One World Trade Center's final spire will be raised another day


A visitor the the September 11 Memorial and Museum looks towards the One World Trade tower in New York City. The spire that will make One World Trade Center the Western Hemisphere's tallest building was delayed Monday due to bad weather.


John Moore

The new One World Trade Center building in New York City won't receive its final spire on Monday due to inclement weather — the finishing touch that will render the edifice the tallest building in the Western Hemisphere when it's attached.

The 408-foot-tall spire was slated to be delivered in two parts early Monday, reports CNN, and the two pieces of stainless steel will weigh six tons and boost the tower up to a symbolic 1,776 feet. 
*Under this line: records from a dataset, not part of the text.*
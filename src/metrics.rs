//! Metric helpers for `chainwire`.
//!
//! This module defines metric names and simple helper functions wrapping the
//! [`metrics`](https://docs.rs/metrics) crate. Without the `metrics` feature
//! every helper compiles to a no-op.

#[cfg(feature = "metrics")]
use metrics::{counter, gauge};
use serde_json::Value;

use crate::error::{ClientError, ErrorKind};

/// Name of the counter tracking frames on the wire.
pub const FRAMES_TOTAL: &str = "chainwire_frames_total";
/// Name of the counter tracking settled caller calls by outcome.
pub const CALLS_TOTAL: &str = "chainwire_calls_total";
/// Name of the gauge tracking calls awaiting a reply.
pub const PENDING_CALLS: &str = "chainwire_pending_calls";
/// Name of the counter tracking dropped inbound frames.
pub const PROTOCOL_ERRORS_TOTAL: &str = "chainwire_protocol_errors_total";
/// Name of the counter tracking transparent recoveries started.
pub const RECOVERIES_TOTAL: &str = "chainwire_recoveries_total";
/// Name of the counter tracking reconnect attempts.
pub const RETRY_ATTEMPTS_TOTAL: &str = "chainwire_retry_attempts_total";

/// Direction of frame processing.
#[derive(Clone, Copy, Debug)]
pub enum Direction {
    /// Frames received from the node.
    Inbound,
    /// Frames sent to the node.
    Outbound,
}

impl Direction {
    #[cfg_attr(not(feature = "metrics"), allow(dead_code))]
    fn as_str(self) -> &'static str {
        match self {
            Direction::Inbound => "inbound",
            Direction::Outbound => "outbound",
        }
    }
}

/// How a call settled.
#[derive(Clone, Copy, Debug, PartialEq, Eq)]
pub enum CallOutcome {
    /// The node returned a result.
    Ok,
    /// The node returned an error.
    Remote,
    /// No reply arrived in time.
    Timeout,
    /// The connection closed first.
    Closed,
    /// The call never reached the wire.
    Rejected,
}

impl CallOutcome {
    /// Classify a call result.
    #[must_use]
    pub fn of(result: &Result<Value, ClientError>) -> Self {
        match result {
            Ok(_) => Self::Ok,
            Err(error) => match error.kind() {
                ErrorKind::Remote => Self::Remote,
                ErrorKind::Timeout => Self::Timeout,
                ErrorKind::ConnectionClosed => Self::Closed,
                _ => Self::Rejected,
            },
        }
    }

    #[cfg_attr(not(feature = "metrics"), allow(dead_code))]
    fn as_str(self) -> &'static str {
        match self {
            Self::Ok => "ok",
            Self::Remote => "remote",
            Self::Timeout => "timeout",
            Self::Closed => "closed",
            Self::Rejected => "rejected",
        }
    }
}

/// Record a frame for the given direction.
pub fn inc_frames(direction: Direction) {
    #[cfg(feature = "metrics")]
    counter!(FRAMES_TOTAL, "direction" => direction.as_str()).increment(1);
    #[cfg(not(feature = "metrics"))]
    let _ = direction;
}

/// Record a settled call.
pub fn record_call(outcome: CallOutcome) {
    #[cfg(feature = "metrics")]
    counter!(CALLS_TOTAL, "outcome" => outcome.as_str()).increment(1);
    #[cfg(not(feature = "metrics"))]
    let _ = outcome;
}

/// Set the number of calls awaiting a reply.
#[cfg_attr(
    feature = "metrics",
    expect(
        clippy::cast_precision_loss,
        reason = "gauge values are f64; pending call counts stay far below 2^52"
    )
)]
pub fn set_pending_calls(count: usize) {
    #[cfg(feature = "metrics")]
    gauge!(PENDING_CALLS).set(count as f64);
    #[cfg(not(feature = "metrics"))]
    let _ = count;
}

/// Record a dropped inbound frame.
pub fn inc_protocol_errors() {
    #[cfg(feature = "metrics")]
    counter!(PROTOCOL_ERRORS_TOTAL).increment(1);
}

/// Record the start of a transparent recovery.
pub fn inc_recoveries() {
    #[cfg(feature = "metrics")]
    counter!(RECOVERIES_TOTAL).increment(1);
}

/// Record a reconnect attempt.
pub fn inc_retry_attempts() {
    #[cfg(feature = "metrics")]
    counter!(RETRY_ATTEMPTS_TOTAL).increment(1);
}
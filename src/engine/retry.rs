//! Reconnect scheduling.

use std::{future::pending, pin::Pin, time::Duration};

use tokio::time::{Sleep, sleep};

/// Counts reconnect attempts and holds the next scheduled one.
#[derive(Debug, Default)]
pub(super) struct RetryState {
    attempts: u32,
    scheduled: Option<Pin<Box<Sleep>>>,
}

impl RetryState {
    /// Attempts made since the last successful open.
    pub(super) fn attempts(&self) -> u32 { self.attempts }

    pub(super) fn is_scheduled(&self) -> bool { self.scheduled.is_some() }

    /// Whether another attempt is allowed under `max_retries`.
    pub(super) fn can_retry(&self, max_retries: u32) -> bool { self.attempts < max_retries }

    pub(super) fn schedule(&mut self, delay: Duration) { self.scheduled = Some(Box::pin(sleep(delay))); }

    /// Drop any scheduled attempt. Returns `true` if one was pending.
    pub(super) fn cancel(&mut self) -> bool { self.scheduled.take().is_some() }

    /// Forget previous attempts and any schedule.
    pub(super) fn reset(&mut self) {
        self.attempts = 0;
        self.scheduled = None;
    }

    /// Consume the schedule and count the attempt about to start.
    pub(super) fn begin_attempt(&mut self) -> u32 {
        self.scheduled = None;
        self.attempts += 1;
        self.attempts
    }

    /// Wait until the scheduled attempt is due. Never resolves when nothing
    /// is scheduled.
    pub(super) async fn wait(&mut self) {
        match self.scheduled.as_mut() {
            Some(delay) => delay.as_mut().await,
            None => pending().await,
        }
    }
}
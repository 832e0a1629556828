//! Fused lifetime groups.
//!
//! A [`FuseGroup`] strongly holds the record stores of every arena fused
//! into it, so the group's memory is released as one unit when the last
//! handle into the group drops. Groups merge union-find style: the donor
//! root keeps a forwarding link to the surviving root, so handles issued
//! before the fuse still reach (and keep alive) the merged group.

use std::cell::RefCell;
use std::rc::Rc;

use crate::store::RecordStore;

pub(crate) struct FuseGroup {
    /// Stores owned by this group. Empty once the group has been merged
    /// into another.
    stores: RefCell<Vec<Rc<RefCell<RecordStore>>>>,
    /// Set when this group was absorbed by another. Keeps the surviving
    /// root alive on behalf of handles that still point here.
    merged_into: RefCell<Option<Rc<FuseGroup>>>,
}

impl FuseGroup {
    pub(crate) fn new(store: Rc<RefCell<RecordStore>>) -> Rc<Self> {
        Rc::new(Self {
            stores: RefCell::new(vec![store]),
            merged_into: RefCell::new(None),
        })
    }

    /// Follow forwarding links to the surviving root of this group.
    pub(crate) fn root(this: &Rc<FuseGroup>) -> Rc<FuseGroup> {
        let mut current = Rc::clone(this);
        loop {
            let next = current.merged_into.borrow().clone();
            match next {
                Some(parent) => current = parent,
                None => return current,
            }
        }
    }

    /// Merge `other` into `self`. Both must be roots, and distinct.
    pub(crate) fn absorb(self: &Rc<Self>, other: &Rc<Self>) {
        debug_assert!(!Rc::ptr_eq(self, other));
        debug_assert!(self.merged_into.borrow().is_none());
        debug_assert!(other.merged_into.borrow().is_none());
        let mut donated = other.stores.borrow_mut();
        self.stores.borrow_mut().append(&mut *donated);
        drop(donated);
        *other.merged_into.borrow_mut() = Some(Rc::clone(self));
    }
}
//! Object identity cache and arena lifetime bindings for refcounted hosts.
//!
//! This crate is the bridge between a reference-counted host object system
//! (modeled as [`std::rc`]) and bulk-freed arena memory from
//! `tether-arena`. It guarantees three things:
//!
//! 1. every record has at most one live host binding at any time
//!    (the identity cache),
//! 2. a binding never outlives the arena memory it points into, because
//!    every binding holds a counted reference to the owning arena's
//!    lifetime group,
//! 3. cache entries never go stale: entries are weak, and a binding's
//!    destructor removes its entry before the binding is reclaimed.
//!
//! The whole crate is single-threaded by contract, like the host runtime
//! it models; all sharing goes through `Rc` and `RefCell`, never locks.
//! A multi-threaded host would need a locked or concurrent table with the
//! same weak-entry discipline.
//!
//! This crate is one of two that may contain `unsafe` code (along with
//! `tether-arena`); the single `unsafe` block is the record dereference in
//! [`RecordBinding::record`], whose liveness argument is local.

#![deny(missing_docs)]
#![deny(rustdoc::broken_intra_doc_links)]

pub mod arena;
pub mod binding;
pub mod cache;
pub mod error;
pub mod state;
pub mod value;

pub use arena::ArenaBinding;
pub use binding::{get_or_create, RecordBinding};
pub use cache::ObjectCache;
pub use error::BridgeError;
pub use state::ModuleState;
pub use value::host_bytes;
//! The host-visible arena wrapper.

use std::fmt;
use std::rc::Rc;

use tether_arena::{ArenaConfig, RecordArena};

/// A refcounted host object that exclusively owns one record arena.
///
/// `ArenaBinding` is the only way arena memory is released: when the last
/// `Rc<ArenaBinding>` drops, the owned [`RecordArena`] drops with it and
/// the arena's lifetime group releases its records. There is no explicit
/// free operation.
///
/// Record bindings keep their arena's memory alive by holding a clone of
/// this `Rc`, never by copying record data out.
///
/// The binding/arena relationship is 1:1: [`ArenaBinding::new`] always
/// creates a fresh native arena, so no arena can ever be represented to
/// the host by two bindings.
pub struct ArenaBinding {
    arena: RecordArena,
}

impl ArenaBinding {
    /// Allocate a new native arena and the host binding that owns it.
    pub fn new() -> Rc<Self> {
        Self::with_config(ArenaConfig::default())
    }

    /// Like [`ArenaBinding::new`], with an explicit arena configuration.
    pub fn with_config(config: ArenaConfig) -> Rc<Self> {
        Rc::new(Self {
            arena: RecordArena::with_config(config),
        })
    }

    /// The owned native arena, for the record layer to allocate from.
    pub fn native(&self) -> &RecordArena {
        &self.arena
    }

    /// Fuse this binding's arena lifetime with `other`'s.
    ///
    /// Afterwards, keeping either binding alive keeps both arenas'
    /// records alive.
    pub fn fuse(&self, other: &ArenaBinding) {
        self.arena.fuse(&other.arena);
    }
}

impl fmt::Debug for ArenaBinding {
    fn fmt(&self, f: &mut fmt::Formatter<'_>) -> fmt::Result {
        f.debug_struct("ArenaBinding")
            .field("arena", &self.arena.id())
            .finish()
    }
}
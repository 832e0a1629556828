//! Strongly-typed identifiers for records and arenas.

use std::fmt;
use std::sync::atomic::{AtomicU64, Ordering};

/// The address of a record inside an arena.
///
/// A record's address is its identity: for as long as the owning arena
/// (or fusion group) is alive, exactly this address names exactly this
/// record. The bridge layer treats the value as an opaque key and never
/// dereferences it.
#[derive(Clone, Copy, Debug, PartialEq, Eq, Hash, PartialOrd, Ord)]
pub struct RecordAddr(pub usize);

impl fmt::Display for RecordAddr {
    fn fmt(&self, f: &mut fmt::Formatter<'_>) -> fmt::Result {
        write!(f, "{:#x}", self.0)
    }
}

impl From<usize> for RecordAddr {
    fn from(v: usize) -> Self {
        Self(v)
    }
}

/// Counter for unique [`ArenaId`] allocation.
static ARENA_ID_COUNTER: AtomicU64 = AtomicU64::new(1);

/// Unique per-instance identifier for an arena.
///
/// Allocated from a monotonic atomic counter via [`ArenaId::next`]. Two
/// distinct arenas always have different IDs, even if one is dropped and
/// the other is allocated at the same heap address. Used for diagnostics
/// and to tell arenas apart in `Debug` output.
#[derive(Clone, Copy, Debug, PartialEq, Eq, Hash, PartialOrd, Ord)]
pub struct ArenaId(u64);

impl ArenaId {
    /// Allocate a fresh, unique instance ID.
    ///
    /// Each call returns a new ID that has never been returned before
    /// within this process. Thread-safe.
    pub fn next() -> Self {
        Self(ARENA_ID_COUNTER.fetch_add(1, Ordering::Relaxed))
    }
}

impl fmt::Display for ArenaId {
    fn fmt(&self, f: &mut fmt::Formatter<'_>) -> fmt::Result {
        write!(f, "{}", self.0)
    }
}

#[cfg(test)]
mod tests {
    use super::*;

    #[test]
    fn record_addr_displays_as_hex() {
        assert_eq!(RecordAddr(0xdead).to_string(), "0xdead");
    }

    #[test]
    fn record_addr_from_usize() {
        assert_eq!(RecordAddr::from(42), RecordAddr(42));
    }

    #[test]
    fn arena_ids_are_unique() {
        let a = ArenaId::next();
        let b = ArenaId::next();
        assert_ne!(a, b);
    }

    #[test]
    fn arena_ids_are_monotonic() {
        let a = ArenaId::next();
        let b = ArenaId::next();
        assert!(b > a);
    }
}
Read more from GlobalPost: Possible human remains found during search of World Trade Center

In a press release on Monday, the Port Authority of New York and New Jersey announced that it would postpone the hoisting of the spire due to windy conditions, and would also reschedule a planned photo op for media.

The installation of the final spire began in December, reports, and the new memorial office building is slated to open sometime in 2014.

In total, the spire will measure 408 feet and weigh 800 tons, notes the Associated Press, and will also serve as a broadcast antenna for both television and radio, replacing capability that was lost after the World Trade Center was destroyed on September 11.

One World Trade Center will be finished soon after the discovery of a chunk of airplane landing gear wedged in between two New York buildings, added the Associated Press, while the office of the New York City chief medical examiner was looking for human remains in the alleyway where the object was found.